(Records contained in a dataset)
⟨

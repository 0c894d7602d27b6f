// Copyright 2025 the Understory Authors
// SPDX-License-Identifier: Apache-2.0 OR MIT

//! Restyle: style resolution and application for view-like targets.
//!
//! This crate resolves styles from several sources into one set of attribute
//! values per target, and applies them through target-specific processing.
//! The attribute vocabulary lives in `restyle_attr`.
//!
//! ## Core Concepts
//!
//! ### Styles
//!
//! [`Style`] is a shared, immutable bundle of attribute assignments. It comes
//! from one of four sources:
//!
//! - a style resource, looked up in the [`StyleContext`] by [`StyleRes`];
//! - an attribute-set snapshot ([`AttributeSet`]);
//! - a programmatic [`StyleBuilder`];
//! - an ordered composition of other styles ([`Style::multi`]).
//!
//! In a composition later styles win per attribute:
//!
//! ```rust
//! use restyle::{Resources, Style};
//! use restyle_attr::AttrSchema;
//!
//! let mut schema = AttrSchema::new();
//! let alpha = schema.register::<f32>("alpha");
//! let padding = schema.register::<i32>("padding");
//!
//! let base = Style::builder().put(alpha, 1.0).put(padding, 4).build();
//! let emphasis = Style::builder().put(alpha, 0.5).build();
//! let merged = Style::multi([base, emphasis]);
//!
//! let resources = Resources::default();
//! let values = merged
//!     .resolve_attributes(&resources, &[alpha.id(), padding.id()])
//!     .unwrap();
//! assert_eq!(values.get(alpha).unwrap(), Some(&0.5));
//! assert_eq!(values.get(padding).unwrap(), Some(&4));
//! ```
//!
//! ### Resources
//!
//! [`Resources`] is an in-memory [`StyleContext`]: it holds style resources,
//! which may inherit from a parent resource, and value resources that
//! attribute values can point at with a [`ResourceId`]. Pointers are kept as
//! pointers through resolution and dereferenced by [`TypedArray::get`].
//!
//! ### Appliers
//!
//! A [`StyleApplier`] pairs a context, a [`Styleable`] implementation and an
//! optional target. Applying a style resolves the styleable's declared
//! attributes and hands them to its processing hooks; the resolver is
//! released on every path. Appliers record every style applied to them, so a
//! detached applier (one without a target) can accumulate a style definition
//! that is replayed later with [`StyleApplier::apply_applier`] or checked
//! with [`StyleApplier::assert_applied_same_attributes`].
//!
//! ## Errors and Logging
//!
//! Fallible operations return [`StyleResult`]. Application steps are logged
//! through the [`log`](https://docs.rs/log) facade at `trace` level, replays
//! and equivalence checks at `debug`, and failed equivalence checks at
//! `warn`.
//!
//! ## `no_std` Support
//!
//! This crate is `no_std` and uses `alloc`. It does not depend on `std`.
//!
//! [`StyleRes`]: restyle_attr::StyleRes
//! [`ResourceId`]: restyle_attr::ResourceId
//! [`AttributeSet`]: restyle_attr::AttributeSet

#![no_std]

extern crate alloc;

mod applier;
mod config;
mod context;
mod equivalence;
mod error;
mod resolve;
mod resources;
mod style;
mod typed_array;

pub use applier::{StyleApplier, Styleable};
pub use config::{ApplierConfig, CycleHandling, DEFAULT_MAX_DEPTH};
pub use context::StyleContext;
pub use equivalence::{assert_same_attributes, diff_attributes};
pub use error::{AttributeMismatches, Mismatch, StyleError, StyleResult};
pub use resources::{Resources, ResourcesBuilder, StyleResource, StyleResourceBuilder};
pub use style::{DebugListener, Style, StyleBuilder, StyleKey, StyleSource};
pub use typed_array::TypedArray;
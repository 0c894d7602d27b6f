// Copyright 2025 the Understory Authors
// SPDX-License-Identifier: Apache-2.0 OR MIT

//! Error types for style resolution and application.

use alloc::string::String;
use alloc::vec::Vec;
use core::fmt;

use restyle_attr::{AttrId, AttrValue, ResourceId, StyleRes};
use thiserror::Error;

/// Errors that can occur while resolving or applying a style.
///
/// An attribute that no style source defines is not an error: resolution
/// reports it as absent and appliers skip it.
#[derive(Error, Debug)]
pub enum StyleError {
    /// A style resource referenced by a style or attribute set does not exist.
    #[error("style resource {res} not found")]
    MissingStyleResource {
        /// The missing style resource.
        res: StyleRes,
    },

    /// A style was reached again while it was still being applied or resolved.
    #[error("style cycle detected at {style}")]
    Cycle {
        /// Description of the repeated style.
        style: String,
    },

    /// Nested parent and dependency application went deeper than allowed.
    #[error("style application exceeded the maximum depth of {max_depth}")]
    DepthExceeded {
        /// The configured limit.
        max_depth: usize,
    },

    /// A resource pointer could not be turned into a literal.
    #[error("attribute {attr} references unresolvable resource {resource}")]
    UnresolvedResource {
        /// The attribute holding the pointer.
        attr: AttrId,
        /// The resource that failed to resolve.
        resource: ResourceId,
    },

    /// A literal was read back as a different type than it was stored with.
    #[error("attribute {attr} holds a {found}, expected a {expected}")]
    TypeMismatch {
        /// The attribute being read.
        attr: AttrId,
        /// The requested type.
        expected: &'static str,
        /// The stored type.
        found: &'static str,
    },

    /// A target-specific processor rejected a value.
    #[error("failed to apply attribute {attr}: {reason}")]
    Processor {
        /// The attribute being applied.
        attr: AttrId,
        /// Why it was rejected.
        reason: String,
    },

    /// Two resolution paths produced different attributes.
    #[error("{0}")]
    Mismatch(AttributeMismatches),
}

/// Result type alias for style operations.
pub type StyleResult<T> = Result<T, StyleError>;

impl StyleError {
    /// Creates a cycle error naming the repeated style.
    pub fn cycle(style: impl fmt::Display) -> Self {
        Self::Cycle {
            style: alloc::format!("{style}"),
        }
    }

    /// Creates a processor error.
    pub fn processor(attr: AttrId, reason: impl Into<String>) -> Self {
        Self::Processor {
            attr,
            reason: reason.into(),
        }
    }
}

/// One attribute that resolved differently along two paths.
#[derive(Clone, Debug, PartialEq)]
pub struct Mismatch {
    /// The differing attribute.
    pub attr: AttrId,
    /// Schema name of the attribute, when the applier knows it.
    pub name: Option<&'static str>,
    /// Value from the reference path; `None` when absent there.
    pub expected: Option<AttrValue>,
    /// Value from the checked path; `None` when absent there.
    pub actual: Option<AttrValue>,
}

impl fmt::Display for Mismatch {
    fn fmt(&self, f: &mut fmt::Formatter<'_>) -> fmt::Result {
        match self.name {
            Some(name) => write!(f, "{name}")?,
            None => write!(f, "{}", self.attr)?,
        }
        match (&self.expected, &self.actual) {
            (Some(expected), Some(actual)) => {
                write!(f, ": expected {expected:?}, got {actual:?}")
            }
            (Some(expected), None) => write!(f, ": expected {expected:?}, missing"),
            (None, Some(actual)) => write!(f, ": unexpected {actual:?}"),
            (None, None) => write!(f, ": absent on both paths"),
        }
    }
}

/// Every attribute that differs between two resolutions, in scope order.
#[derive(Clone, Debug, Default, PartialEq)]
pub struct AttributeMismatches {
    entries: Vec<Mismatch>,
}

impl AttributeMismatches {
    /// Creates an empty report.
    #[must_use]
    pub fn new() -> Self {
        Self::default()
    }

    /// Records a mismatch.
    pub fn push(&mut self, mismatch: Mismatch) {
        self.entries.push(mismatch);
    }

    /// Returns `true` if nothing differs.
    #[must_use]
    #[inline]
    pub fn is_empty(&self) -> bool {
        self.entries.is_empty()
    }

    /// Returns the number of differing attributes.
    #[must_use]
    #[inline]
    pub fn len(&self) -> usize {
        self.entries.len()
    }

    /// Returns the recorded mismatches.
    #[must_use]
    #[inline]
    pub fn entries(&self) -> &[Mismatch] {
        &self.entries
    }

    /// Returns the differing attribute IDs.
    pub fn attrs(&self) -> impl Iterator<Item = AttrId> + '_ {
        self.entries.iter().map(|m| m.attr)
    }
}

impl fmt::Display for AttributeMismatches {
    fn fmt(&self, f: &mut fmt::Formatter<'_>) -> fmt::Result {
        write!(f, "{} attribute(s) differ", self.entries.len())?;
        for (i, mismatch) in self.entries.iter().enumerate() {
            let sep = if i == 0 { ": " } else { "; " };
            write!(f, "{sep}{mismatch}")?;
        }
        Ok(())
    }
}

⟩
⟨

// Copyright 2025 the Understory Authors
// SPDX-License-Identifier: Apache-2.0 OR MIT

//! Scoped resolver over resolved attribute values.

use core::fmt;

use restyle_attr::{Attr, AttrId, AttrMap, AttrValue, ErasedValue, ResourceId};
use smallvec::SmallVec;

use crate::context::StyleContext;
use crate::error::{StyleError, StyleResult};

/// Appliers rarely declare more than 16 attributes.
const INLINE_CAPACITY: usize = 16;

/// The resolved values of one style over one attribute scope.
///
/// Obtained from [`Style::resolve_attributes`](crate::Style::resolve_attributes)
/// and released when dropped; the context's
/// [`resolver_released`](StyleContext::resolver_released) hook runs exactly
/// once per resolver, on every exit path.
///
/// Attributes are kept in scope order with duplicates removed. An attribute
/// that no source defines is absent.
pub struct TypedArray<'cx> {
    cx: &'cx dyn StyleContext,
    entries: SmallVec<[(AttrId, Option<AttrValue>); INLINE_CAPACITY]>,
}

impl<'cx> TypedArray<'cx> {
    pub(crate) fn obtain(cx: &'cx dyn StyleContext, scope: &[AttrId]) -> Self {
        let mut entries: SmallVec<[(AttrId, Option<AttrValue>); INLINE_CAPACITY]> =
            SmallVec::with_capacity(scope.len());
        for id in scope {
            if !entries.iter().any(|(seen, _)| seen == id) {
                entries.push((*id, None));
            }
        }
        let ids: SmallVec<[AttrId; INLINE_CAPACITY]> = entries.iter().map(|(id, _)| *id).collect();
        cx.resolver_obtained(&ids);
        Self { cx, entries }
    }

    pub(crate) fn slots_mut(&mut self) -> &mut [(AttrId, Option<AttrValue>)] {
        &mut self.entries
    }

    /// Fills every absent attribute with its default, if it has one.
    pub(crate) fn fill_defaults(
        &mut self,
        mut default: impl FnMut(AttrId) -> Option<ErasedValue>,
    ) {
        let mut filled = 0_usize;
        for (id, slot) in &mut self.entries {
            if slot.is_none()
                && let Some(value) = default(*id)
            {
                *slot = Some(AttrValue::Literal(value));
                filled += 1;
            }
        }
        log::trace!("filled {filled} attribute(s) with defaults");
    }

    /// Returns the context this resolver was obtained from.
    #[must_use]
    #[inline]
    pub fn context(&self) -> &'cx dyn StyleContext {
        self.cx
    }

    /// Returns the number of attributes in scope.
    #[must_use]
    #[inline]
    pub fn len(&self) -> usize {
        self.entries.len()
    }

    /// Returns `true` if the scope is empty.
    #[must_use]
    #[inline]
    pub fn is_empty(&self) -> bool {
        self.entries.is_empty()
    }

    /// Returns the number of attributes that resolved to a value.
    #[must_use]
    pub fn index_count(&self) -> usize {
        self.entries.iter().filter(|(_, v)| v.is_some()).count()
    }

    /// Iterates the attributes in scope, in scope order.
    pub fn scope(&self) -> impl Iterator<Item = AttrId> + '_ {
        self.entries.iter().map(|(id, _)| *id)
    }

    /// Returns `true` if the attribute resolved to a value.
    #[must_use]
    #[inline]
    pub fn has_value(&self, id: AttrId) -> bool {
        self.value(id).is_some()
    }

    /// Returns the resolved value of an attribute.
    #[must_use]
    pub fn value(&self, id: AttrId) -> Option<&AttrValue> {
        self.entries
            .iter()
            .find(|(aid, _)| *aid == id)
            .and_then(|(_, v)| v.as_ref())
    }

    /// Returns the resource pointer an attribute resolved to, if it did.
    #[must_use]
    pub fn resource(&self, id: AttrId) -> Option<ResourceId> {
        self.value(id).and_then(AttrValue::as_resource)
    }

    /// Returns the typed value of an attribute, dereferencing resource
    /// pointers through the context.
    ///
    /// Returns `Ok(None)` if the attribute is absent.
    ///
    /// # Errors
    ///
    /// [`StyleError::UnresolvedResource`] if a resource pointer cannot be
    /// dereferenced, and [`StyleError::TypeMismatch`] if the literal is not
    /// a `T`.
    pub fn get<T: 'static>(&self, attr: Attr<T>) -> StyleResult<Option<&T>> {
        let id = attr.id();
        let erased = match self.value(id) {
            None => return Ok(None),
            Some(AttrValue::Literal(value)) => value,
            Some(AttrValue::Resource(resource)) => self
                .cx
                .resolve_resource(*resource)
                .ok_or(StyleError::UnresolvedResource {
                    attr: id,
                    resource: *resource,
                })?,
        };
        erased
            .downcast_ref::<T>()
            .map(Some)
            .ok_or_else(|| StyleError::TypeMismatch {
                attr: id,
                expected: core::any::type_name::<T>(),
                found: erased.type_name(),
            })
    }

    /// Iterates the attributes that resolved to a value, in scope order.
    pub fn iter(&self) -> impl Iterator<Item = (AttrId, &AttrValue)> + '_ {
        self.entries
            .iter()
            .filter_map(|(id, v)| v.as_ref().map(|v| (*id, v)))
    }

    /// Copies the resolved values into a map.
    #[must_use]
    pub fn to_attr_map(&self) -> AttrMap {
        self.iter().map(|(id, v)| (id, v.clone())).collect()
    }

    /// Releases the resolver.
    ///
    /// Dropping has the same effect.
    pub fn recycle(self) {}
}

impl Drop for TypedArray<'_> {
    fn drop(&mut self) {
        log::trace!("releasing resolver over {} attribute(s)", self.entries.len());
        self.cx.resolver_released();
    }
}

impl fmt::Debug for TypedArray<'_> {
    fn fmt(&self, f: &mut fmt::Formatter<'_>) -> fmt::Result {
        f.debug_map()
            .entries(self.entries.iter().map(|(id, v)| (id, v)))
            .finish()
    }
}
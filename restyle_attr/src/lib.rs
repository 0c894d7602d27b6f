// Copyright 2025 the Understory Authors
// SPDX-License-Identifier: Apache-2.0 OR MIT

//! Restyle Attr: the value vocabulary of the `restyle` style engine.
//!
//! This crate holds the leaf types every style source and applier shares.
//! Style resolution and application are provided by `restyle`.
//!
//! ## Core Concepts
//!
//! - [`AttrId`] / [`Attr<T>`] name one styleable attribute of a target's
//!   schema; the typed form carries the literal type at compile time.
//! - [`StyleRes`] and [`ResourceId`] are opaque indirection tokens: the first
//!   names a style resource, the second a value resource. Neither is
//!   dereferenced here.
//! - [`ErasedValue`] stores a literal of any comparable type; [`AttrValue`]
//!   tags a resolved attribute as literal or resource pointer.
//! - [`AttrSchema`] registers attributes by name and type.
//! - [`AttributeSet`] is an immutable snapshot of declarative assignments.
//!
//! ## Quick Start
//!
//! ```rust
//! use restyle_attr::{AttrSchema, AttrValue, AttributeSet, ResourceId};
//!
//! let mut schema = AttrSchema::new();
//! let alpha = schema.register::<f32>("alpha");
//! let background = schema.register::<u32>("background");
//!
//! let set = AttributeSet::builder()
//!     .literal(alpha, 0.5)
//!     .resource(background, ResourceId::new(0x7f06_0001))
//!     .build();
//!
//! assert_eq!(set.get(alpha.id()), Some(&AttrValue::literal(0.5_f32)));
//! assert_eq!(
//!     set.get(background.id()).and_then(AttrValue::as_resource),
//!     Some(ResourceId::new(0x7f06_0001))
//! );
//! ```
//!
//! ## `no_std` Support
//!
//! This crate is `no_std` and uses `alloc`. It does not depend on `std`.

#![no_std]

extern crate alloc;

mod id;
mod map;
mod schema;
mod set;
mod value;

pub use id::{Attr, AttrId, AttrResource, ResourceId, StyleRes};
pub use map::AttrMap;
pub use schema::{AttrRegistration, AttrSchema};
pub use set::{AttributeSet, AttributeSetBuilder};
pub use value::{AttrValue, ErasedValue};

⟩
⟨

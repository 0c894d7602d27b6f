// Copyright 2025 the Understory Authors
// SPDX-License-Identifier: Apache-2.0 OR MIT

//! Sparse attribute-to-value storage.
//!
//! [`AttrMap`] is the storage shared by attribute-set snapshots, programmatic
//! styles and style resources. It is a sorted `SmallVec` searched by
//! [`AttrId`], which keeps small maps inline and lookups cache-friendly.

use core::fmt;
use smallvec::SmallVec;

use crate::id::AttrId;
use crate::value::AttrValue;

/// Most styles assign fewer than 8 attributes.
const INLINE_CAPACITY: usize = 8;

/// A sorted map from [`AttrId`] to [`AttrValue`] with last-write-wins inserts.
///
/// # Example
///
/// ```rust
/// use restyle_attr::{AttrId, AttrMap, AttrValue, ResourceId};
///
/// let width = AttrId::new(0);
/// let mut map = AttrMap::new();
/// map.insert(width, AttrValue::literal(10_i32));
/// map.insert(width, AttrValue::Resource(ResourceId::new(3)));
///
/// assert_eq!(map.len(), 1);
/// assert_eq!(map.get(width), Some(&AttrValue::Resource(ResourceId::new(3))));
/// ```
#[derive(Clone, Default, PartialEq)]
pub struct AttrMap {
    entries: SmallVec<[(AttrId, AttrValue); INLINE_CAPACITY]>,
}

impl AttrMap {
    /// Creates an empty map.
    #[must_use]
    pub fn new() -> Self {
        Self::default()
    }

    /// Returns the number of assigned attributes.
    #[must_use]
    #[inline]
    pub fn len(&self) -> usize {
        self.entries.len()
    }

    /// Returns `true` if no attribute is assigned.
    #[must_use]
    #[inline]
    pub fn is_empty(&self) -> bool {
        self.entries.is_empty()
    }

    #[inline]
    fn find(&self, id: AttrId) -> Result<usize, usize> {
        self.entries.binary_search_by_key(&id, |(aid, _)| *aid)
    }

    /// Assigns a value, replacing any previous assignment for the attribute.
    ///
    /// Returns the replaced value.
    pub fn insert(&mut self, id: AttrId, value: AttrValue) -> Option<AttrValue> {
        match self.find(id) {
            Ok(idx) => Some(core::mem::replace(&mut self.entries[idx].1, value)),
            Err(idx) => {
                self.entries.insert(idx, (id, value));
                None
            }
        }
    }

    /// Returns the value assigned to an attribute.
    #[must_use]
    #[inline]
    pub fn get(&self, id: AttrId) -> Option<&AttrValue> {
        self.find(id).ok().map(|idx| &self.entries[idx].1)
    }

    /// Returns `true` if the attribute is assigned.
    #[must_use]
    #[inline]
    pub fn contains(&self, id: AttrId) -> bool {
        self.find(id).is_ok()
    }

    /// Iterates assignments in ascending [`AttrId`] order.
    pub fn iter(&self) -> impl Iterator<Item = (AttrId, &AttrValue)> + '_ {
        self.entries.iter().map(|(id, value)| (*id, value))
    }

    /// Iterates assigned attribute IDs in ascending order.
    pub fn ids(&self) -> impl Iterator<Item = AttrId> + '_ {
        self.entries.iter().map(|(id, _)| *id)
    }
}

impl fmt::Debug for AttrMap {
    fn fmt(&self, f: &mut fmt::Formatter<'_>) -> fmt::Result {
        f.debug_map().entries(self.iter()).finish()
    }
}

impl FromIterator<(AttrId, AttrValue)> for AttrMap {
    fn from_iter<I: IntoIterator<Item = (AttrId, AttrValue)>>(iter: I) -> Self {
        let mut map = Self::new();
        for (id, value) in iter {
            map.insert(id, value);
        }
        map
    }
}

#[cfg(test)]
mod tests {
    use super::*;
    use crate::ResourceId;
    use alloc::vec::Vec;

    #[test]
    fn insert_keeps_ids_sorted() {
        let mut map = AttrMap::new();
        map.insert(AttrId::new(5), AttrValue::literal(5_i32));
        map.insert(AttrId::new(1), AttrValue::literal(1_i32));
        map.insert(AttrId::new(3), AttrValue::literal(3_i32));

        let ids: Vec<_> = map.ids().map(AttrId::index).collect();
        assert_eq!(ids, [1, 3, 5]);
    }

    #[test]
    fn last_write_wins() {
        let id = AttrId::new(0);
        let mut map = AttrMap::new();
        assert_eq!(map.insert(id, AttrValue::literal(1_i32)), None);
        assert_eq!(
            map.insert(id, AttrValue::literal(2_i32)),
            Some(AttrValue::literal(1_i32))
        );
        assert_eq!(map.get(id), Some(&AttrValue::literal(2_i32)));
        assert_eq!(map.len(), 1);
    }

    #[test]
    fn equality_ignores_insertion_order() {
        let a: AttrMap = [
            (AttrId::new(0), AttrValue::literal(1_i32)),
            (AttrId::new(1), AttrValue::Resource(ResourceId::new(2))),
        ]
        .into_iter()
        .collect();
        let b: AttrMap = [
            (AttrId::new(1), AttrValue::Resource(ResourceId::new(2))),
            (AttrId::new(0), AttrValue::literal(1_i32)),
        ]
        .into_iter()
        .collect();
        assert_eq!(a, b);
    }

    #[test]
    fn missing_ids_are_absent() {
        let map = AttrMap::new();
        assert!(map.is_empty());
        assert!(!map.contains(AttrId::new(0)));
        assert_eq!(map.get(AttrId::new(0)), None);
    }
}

⟩

> _Task instructions_: Your answer must be the number of lines above that contain the word "failed", stated alone.

> _Task solution_: 3